Although, generally, we believe that executive base salaries should be targeted taking into consideration the median range of salaries for executives in similar positions at comparable companies, we recognize that, to attract and retain superior key individuals, such as the NEOs, the Compensation and Stock Option Committee may determine that it is in our best interests to negotiate total compensation packages with our NEOs that may deviate from the general principle of targeting total compensation at the median level of our peers. The Company does not benchmark compensation against the compensation of other companies. Actual pay for each NEO is determined within this structure, driven by performance of the NEO over time, as well as our annual performance.
Due to Mr. Petrocelli’s unique qualifications, and his position in the Company, we have an employment agreement with Mr. Petrocelli. We entered into an Amended and Restated Employment Agreement with Mr. Petrocelli dated as of November 17, 2003 (the “Employment Agreement”), providing for the employment of Mr. Petrocelli as Chairman of the Board, President and Chief Executive Officer. The Employment Agreement provided a base salary and for the potential payment of bonuses, as determined by the Compensation and Stock Option Committee. Effective January 2006, the Compensation and Stock Option Committee determined that the base salary will be $800,000.
The bonus paid to Mr. Petrocelli, is based on, among other things, the Company’s prior year performance and the Company’s total revenue for the previous year. At the Company’s 2009 Annual Meeting of Stockholders, the stockholders approved a proposal which provided that in any year that the total revenues of the Company exceed $50 million, the Chief Executive Officer would be entitled to receive a bonus. Since the Company’s revenues exceeded $50 million for the year ended December 31, 2010, Mr. Petrocelli received a bonus. The Compensation and Stock Option Committee awarded a bonus of $800,000 to Mr. Petrocelli due to the strong operating performance of the Company in 2010.
Mr. Petrocelli’s Employment Agreement contains non-competition, non-solicitation, and confidentiality provisions which apply for one-year after cessation of employment. In the event of a change of control of the Company, as defined in the Employment Agreement, we will pay Mr. Petrocelli a lump sum severance payment equal to three years salary and purchase outstanding options owned by Mr. Petrocelli. The Employment Agreement provides for successive one-year terms, unless either we or Mr.
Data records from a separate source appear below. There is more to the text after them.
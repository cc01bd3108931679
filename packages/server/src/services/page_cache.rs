use std::num::NonZeroUsize;
use std::sync::{Mutex, MutexGuard, PoisonError};

use lru::LruCache;
use serde_json::Value;

/// Store for rendered page bodies, keyed by request path.
///
/// The dashboard aggregates are expensive to recompute on every view, so
/// read handlers serve them from here and write handlers invalidate the
/// affected prefix after their transaction commits.
pub trait PageCache: Send + Sync {
    fn get(&self, path: &str) -> Option<Value>;
    fn put(&self, path: &str, body: Value);
    /// Drop every cached page whose path starts with `prefix`.
    fn invalidate(&self, prefix: &str);
}

/// Cache path prefix under which a user's dashboard pages live.
///
/// Ends with a slash so invalidating user 1 cannot reach user 10's pages.
pub fn dashboard_path(user_id: i32) -> String {
    format!("/dashboard/{user_id}/")
}

/// In-process LRU implementation of [`PageCache`].
pub struct LruPageCache {
    inner: Mutex<LruCache<String, Value>>,
}

impl LruPageCache {
    pub fn new(capacity: usize) -> Self {
        let capacity = NonZeroUsize::new(capacity).unwrap_or(NonZeroUsize::MIN);
        Self {
            inner: Mutex::new(LruCache::new(capacity)),
        }
    }

    fn lock(&self) -> MutexGuard<'_, LruCache<String, Value>> {
        self.inner.lock().unwrap_or_else(PoisonError::into_inner)
    }
}

impl PageCache for LruPageCache {
    fn get(&self, path: &str) -> Option<Value> {
        self.lock().get(path).cloned()
    }

    fn put(&self, path: &str, body: Value) {
        self.lock().put(path.to_owned(), body);
    }

    fn invalidate(&self, prefix: &str) {
        let mut cache = self.lock();
        let stale: Vec<String> = cache
            .iter()
            .filter(|(path, _)| path.starts_with(prefix))
            .map(|(path, _)| path.clone())
            .collect();
        for path in stale {
            cache.pop(&path);
        }
    }
}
Petrocelli gives the other written notice that the Employment Agreement is terminated, and also provides a death benefit which the Company secures through an insurance policy.
Deductibility of Executive Compensation
Section 162(m) of the Internal Revenue Code of 1986, as amended (the “Code”), prohibits a publicly held corporation, such as the Company, from claiming a deduction on its federal income tax return for compensation in excess of $1 million paid for a given fiscal year to the Chief Executive Officer (or person acting in that capacity) at the close of the corporation’s fiscal year and the four most highly compensated officers of the corporation, other than the chief executive officer, at the end of the corporation’s fiscal year. The $1 million compensation deduction limitation does not apply to “performance-based compensation.” The Company believes that the bonus received by Mr. Petrocelli in 2011 for services rendered during 2010 is “performance-based” since the Company’s revenues exceeded $50 million for the year ended December 31, 2010, which is the performance criterion the Company is required to achieve in order for the Chief Executive Officer to be eligible to receive a bonus, as approved by the Company’s stockholders at the Company’s 2009 Annual Meeting of Stockholders. In addition, the Company believes that any compensation received by executive officers in connection with the exercise of options granted under the Incentive and Non-Qualified Stock Option Plan (the “Plan”) or the 1988 Joint Incentive and Non-Qualified Stock Option Plan (the “Joint Plan”) qualifies as “performance-based compensation.”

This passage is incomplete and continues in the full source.